Além da pesquisa, “O Espírito de Um Tempo de Lutas” diferencia-se por seu esteio memorialista. O autor estava lá, viu e ouviu tudo e entendeu ser importante contar a história, considerando também o que ocorria além das arcadas.

Gandra rememora a sua geração como um grupo heterogêneo, vivendo as contradições da época. “É uma geração que, na primeira metade da década, tinha uma angústia sartriana, porque a liberdade sexual estava começando, mas havia grande timidez.

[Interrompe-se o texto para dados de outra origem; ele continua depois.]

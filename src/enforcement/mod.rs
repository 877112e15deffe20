//! Pre-flight enforcement of structural rules.
//!
//! Before a transition touches any phase, its origin, destination and host
//! are checked against the current phases and ownership. The checks use
//! Stillwater's `Validation` so that a misuse reports every broken rule at
//! once.
//!
//! # Example
//!
//! ```rust
//! use transit::builder::TransitionBuilder;
//! use transit::enforcement::{preflight, violations, PreflightContext, ViolationError};
//! use transit::engine::TransitSession;
//! use transit::config::TransitConfig;
//!
//! let mut session = TransitSession::new(TransitConfig::default()).unwrap();
//! let home = session.create_station("Home", |_| {}).unwrap();
//! let trip = TransitionBuilder::trip().from(home).to(home).build().unwrap();
//!
//! let found = violations(preflight(&PreflightContext {
//!     transition: &trip,
//!     states: session.states(),
//!     active_station: session.active_station(),
//!     tries: 1,
//! }));
//! assert!(found.contains(&ViolationError::SameOriginAndDestination {
//!     state: "<S1: Home>".to_string()
//! }));
//! ```

pub mod context;
pub mod rules;
pub mod violations;

pub use context::PreflightContext;
pub use rules::{preflight, violations, Check};
pub use violations::ViolationError;
//! Structural misuse detected before a transition runs.

use crate::core::{Phase, StateId};
use thiserror::Error;

/// One reason a transition cannot be executed as requested.
#[derive(Debug, Clone, Error, PartialEq, Eq)]
pub enum ViolationError {
    #[error("Unknown state {id}")]
    UnknownState { id: StateId },

    #[error("{state} is not a station")]
    NotAStation { state: String },

    #[error("{state} is not a facility")]
    NotAFacility { state: String },

    #[error("{state} is {actual}, expected {expected}")]
    WrongPhase {
        state: String,
        expected: Phase,
        actual: Phase,
    },

    #[error("{facility} belongs to {actual_host}, not {claimed_host}")]
    ForeignFacility {
        facility: String,
        claimed_host: String,
        actual_host: String,
    },

    #[error("Origin {origin} is not the active station (active: {active})")]
    NotActiveStation { origin: String, active: String },

    #[error("{active} is already active; an entry point requires no active station")]
    StationAlreadyActive { active: String },

    #[error("Origin and destination are both {state}")]
    SameOriginAndDestination { state: String },

    #[error("Tries must be at least 1")]
    InvalidTries,

    #[error("{state} cannot move from {from} to {to}")]
    PhaseOrder { state: String, from: Phase, to: Phase },
}
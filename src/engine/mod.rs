//! Running transitions.
//!
//! A [`TransitSession`] owns every station and facility of a test session.
//! Each transition embarks its states, computes the wait-set from their
//! declared elements, runs the caller's trigger and polls the wait-set with
//! a [`ConditionWaiter`] until it holds or the timeout elapses.

mod clock;
mod error;
mod monitoring;
mod options;
mod resolve;
mod session;
mod traffic;
mod transition;
mod waiter;

pub use clock::{Clock, ManualClock, SystemClock};
pub use error::TransitError;
pub use options::TransitionOptions;
pub use resolve::compute_wait_set;
pub use session::TransitSession;
pub use traffic::{active_stations, TrafficControl};
pub use transition::{Arrival, Transition, TransitionFailure, TransitionKind};
pub use waiter::{
    ConditionStatusRow, ConditionStatusTable, ConditionWait, ConditionWaiter, OriginTag,
    StatusRun, WaitFailure, WaitSummary,
};
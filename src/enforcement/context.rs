//! Context provided to pre-flight checks.

use crate::core::{ConditionalState, StateId};
use crate::engine::Transition;

/// Everything a pre-flight check may look at.
#[derive(Clone, Copy, Debug)]
pub struct PreflightContext<'a> {
    pub transition: &'a Transition,
    pub states: &'a [ConditionalState],
    pub active_station: Option<StateId>,
    /// Tries after applying session defaults.
    pub tries: u32,
}

impl<'a> PreflightContext<'a> {
    pub fn state(&self, id: StateId) -> Option<&'a ConditionalState> {
        self.states.get(id.index())
    }

    /// Display name of `id`, falling back to the bare id.
    pub fn describe(&self, id: Option<StateId>) -> String {
        match id {
            Some(id) => self
                .state(id)
                .map(ToString::to_string)
                .unwrap_or_else(|| id.to_string()),
            None => "none".to_string(),
        }
    }
}
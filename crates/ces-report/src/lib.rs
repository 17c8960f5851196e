//! Adverse-event report aggregation.
//!
//! Works over per-drug report counts as published by FAERS-style public
//! dashboards: total reports plus death, life-threatening, and
//! hospitalization counts. The derived figures are simple percentage
//! rates; rendering (charts, feeds) is out of scope for this crate.

use serde::{Deserialize, Serialize};

/// Raw report counts for one drug.
#[derive(Clone, Debug, PartialEq, Eq, Serialize, Deserialize)]
pub struct ReportRow {
    pub drug_name: String,
    pub active_ingredient: String,
    pub total_reports: u64,
    pub total_deaths: u64,
    pub total_life_threatening: u64,
    pub total_hospitalized: u64,
}

impl ReportRow {
    /// Compute the derived safety figures for this row.
    pub fn profile(&self) -> SafetyProfile {
        let serious_outcomes =
            self.total_deaths + self.total_life_threatening + self.total_hospitalized;
        SafetyProfile {
            death_rate: percentage(self.total_deaths, self.total_reports, 3),
            serious_rate: percentage(serious_outcomes, self.total_reports, 2),
            serious_outcomes,
            row: self.clone(),
        }
    }
}

/// Derived safety figures for one drug.
#[derive(Clone, Debug, PartialEq, Serialize, Deserialize)]
pub struct SafetyProfile {
    #[serde(flatten)]
    pub row: ReportRow,
    /// Deaths as a percentage of total reports, rounded to 3 decimals.
    pub death_rate: f64,
    /// Deaths + life-threatening + hospitalized.
    pub serious_outcomes: u64,
    /// Serious outcomes as a percentage of total reports, rounded to 2
    /// decimals.
    pub serious_rate: f64,
}

/// Aggregate summary across a set of drugs.
#[derive(Clone, Debug, PartialEq, Serialize, Deserialize)]
pub struct SafetySummary {
    /// Per-drug profiles, sorted by total reports (descending).
    pub profiles: Vec<SafetyProfile>,
    pub total_reports: u64,
    pub total_serious_outcomes: u64,
}

/// Profile every row and aggregate the totals.
pub fn summarize(rows: &[ReportRow]) -> SafetySummary {
    let mut profiles: Vec<SafetyProfile> = rows.iter().map(ReportRow::profile).collect();
    profiles.sort_by(|a, b| b.row.total_reports.cmp(&a.row.total_reports));

    let total_reports = profiles.iter().map(|p| p.row.total_reports).sum();
    let total_serious_outcomes = profiles.iter().map(|p| p.serious_outcomes).sum();
    SafetySummary {
        profiles,
        total_reports,
        total_serious_outcomes,
    }
}

/// `count / total × 100`, rounded. Zero totals yield a zero rate.
fn percentage(count: u64, total: u64, places: u32) -> f64 {
    if total == 0 {
        return 0.0;
    }
    round_to(count as f64 / total as f64 * 100.0, places)
}

fn round_to(value: f64, places: u32) -> f64 {
    let factor = 10f64.powi(places as i32);
    (value * factor).round() / factor
}
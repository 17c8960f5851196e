//! Merge operations for Content Entity Store collections.
//!
//! Pure functions over loaded collections; no I/O. The store layer loads a
//! collection once per invocation, these operations transform it in memory,
//! and the store layer writes the whole result back.
//!
//! - [`append_all`] — append new records, order-preserving, no dedup
//! - [`replace_from`] — keep a prefix, splice in replacement records
//! - [`update_first`] — mutate the first record matching a predicate
//! - [`SplicePoint`] — explicit policy for where a splice begins

pub mod ops;
pub mod splice;

pub use ops::{append_all, replace_from, update_first};
pub use splice::SplicePoint;
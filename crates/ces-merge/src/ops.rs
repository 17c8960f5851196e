use ces_types::EntityRecord;
use tracing::debug;

use crate::splice::SplicePoint;

/// Append `new` at the end of `records`, preserving original order.
///
/// No deduplication is performed: appending a batch twice doubles its
/// count. Callers are responsible for not double-adding.
pub fn append_all(
    mut records: Vec<EntityRecord>,
    new: impl IntoIterator<Item = EntityRecord>,
) -> Vec<EntityRecord> {
    records.extend(new);
    records
}

/// Keep the records before `point`, discard the rest, and append `new`.
///
/// The offset is resolved by [`SplicePoint::resolve`]; everything from that
/// offset onward in the original collection is dropped.
pub fn replace_from(
    mut records: Vec<EntityRecord>,
    point: &SplicePoint,
    new: impl IntoIterator<Item = EntityRecord>,
) -> Vec<EntityRecord> {
    let offset = point.resolve(&records);
    let discarded = records.len() - offset;
    records.truncate(offset);
    records.extend(new);
    debug!(offset, discarded, total = records.len(), "spliced entity collection");
    records
}

/// Apply `mutate` to the first record satisfying `predicate`.
///
/// Returns `true` if a record matched. Later matches are untouched.
pub fn update_first<P, M>(records: &mut [EntityRecord], predicate: P, mutate: M) -> bool
where
    P: Fn(&EntityRecord) -> bool,
    M: FnOnce(&mut EntityRecord),
{
    match records.iter_mut().find(|r| predicate(r)) {
        Some(record) => {
            mutate(record);
            true
        }
        None => false,
    }
}
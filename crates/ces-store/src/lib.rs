//! Newline-delimited JSON persistence for the Content Entity Store.
//!
//! An entity collection lives in one NDJSON file: one JSON object per line,
//! UTF-8, no surrounding array brackets. Line order is the only ordering
//! guarantee; the store enforces no index and no uniqueness constraint.
//!
//! # Design Rules
//!
//! 1. Loads are fail-fast: the first malformed line aborts the whole load
//!    and reports its line number. Blank lines are skipped.
//! 2. Saves are whole-file and atomic: records are written to a temporary
//!    file in the target directory, fsynced, and renamed into place. A
//!    crash never leaves a truncated store file.
//! 3. Single-process semantics only. Concurrent writers against the same
//!    file are unsafe and must be serialized by the caller.
//! 4. No retries: every I/O or parse failure propagates to the invoker.

pub mod error;
pub mod ndjson;

pub use error::{StoreError, StoreResult};
pub use ndjson::{backup, load, save};
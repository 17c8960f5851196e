use serde::{Deserialize, Serialize};

/// A navigation link.
///
/// Navbar links carry an explicit `newTab` flag; footer column links omit
/// it, so the flag is optional and skipped when unset.
#[derive(Clone, Debug, PartialEq, Serialize, Deserialize)]
#[serde(rename_all = "camelCase")]
pub struct NavLink {
    pub url: String,
    pub text: String,
    #[serde(skip_serializing_if = "Option::is_none")]
    pub new_tab: Option<bool>,
}

impl NavLink {
    /// A link with no `newTab` flag (footer column style).
    pub fn plain(url: impl Into<String>, text: impl Into<String>) -> Self {
        Self {
            url: url.into(),
            text: text.into(),
            new_tab: None,
        }
    }

    /// A same-tab link (`newTab: false`).
    pub fn internal(url: impl Into<String>, text: impl Into<String>) -> Self {
        Self {
            new_tab: Some(false),
            ..Self::plain(url, text)
        }
    }

    /// A new-tab link (`newTab: true`), for external destinations.
    pub fn external(url: impl Into<String>, text: impl Into<String>) -> Self {
        Self {
            new_tab: Some(true),
            ..Self::plain(url, text)
        }
    }
}

/// Site navigation bar component.
#[derive(Clone, Debug, PartialEq, Serialize, Deserialize)]
#[serde(rename_all = "camelCase")]
pub struct Navbar {
    pub display_name: String,
    pub links: Vec<NavLink>,
}

/// One column of footer links.
#[derive(Clone, Debug, PartialEq, Serialize, Deserialize)]
pub struct FooterColumn {
    pub title: String,
    pub links: Vec<NavLink>,
}

/// Footer copyright line.
#[derive(Clone, Debug, PartialEq, Serialize, Deserialize)]
pub struct Copyright {
    pub text: String,
}

/// Site footer component.
#[derive(Clone, Debug, PartialEq, Serialize, Deserialize)]
#[serde(rename_all = "camelCase")]
pub struct Footer {
    pub display_name: String,
    pub columns: Vec<FooterColumn>,
    pub copyright: Copyright,
    pub social_links: Vec<NavLink>,
}
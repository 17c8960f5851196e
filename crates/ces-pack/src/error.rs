use std::io;
use std::path::PathBuf;

/// Errors from snapshot packaging.
#[derive(Debug, thiserror::Error)]
pub enum PackError {
    /// A named member of the source directory does not exist.
    #[error("missing archive member: {}", path.display())]
    MissingMember { path: PathBuf },

    /// The archive could not be built or written.
    #[error("archive failure for {}: {source}", path.display())]
    Archive {
        path: PathBuf,
        #[source]
        source: io::Error,
    },
}

/// Result alias for packaging operations.
pub type PackResult<T> = Result<T, PackError>;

Essa angústia tomou o caminho do enfrentamento à ditadura logo quando a economia brasileira parou de bombar e entrou em uma grave crise”, lembra.

A contradição sentimental daqueles jovens espelhava, segundo o primeiro capítulo do livro, o que o autor chamou de década cindida. De um lado, o aparato repressivo da ditadura se tornava presente com a censura e a redução dos direitos com o AI-5 (Ato Institucional número 5). Do outro, a máquina de propaganda do regime militar usava a vitória da seleção brasileira na Copa de 1970 como estratégia de autopromoção, alardeando também o milagre econômico.

A leitura da carta, no Largo de São Francisco, provocou diferentes reações: engajou a juventude, mas incitou os militares contra o ambiente universitário. A rigor, desde o início daquele ano, os alunos haviam organizado várias passeatas, narradas em detalhes no livro. Em agosto, tropas da polícia cercaram a faculdade e lançaram, dos blindados, bombas de efeito moral.

Três meses antes, os jovens reiteraram a condição do Largo de São Francisco de ser um “território livre” e convocaram um protesto contra a prisão de três estudantes e três sindicalistas, que distribuíam panfletos para engajar o operariado da região do ABC paulista.

Pouco a pouco, diz o livro, o movimento estudantil da USP se separou em subgrupos ideológicos, como Libelu, Refazendo e Caminhando.

O engajamento dos uspianos culminaria no episódio da invasão ao campus da PUC, onde alunos de diferentes faculdades se reuniram para o Encontro Nacional dos Estudantes. Cerca de 900 pessoas foram detidas, algumas delas encaminhadas ao Dops (Departamento de Ordem Política e Social).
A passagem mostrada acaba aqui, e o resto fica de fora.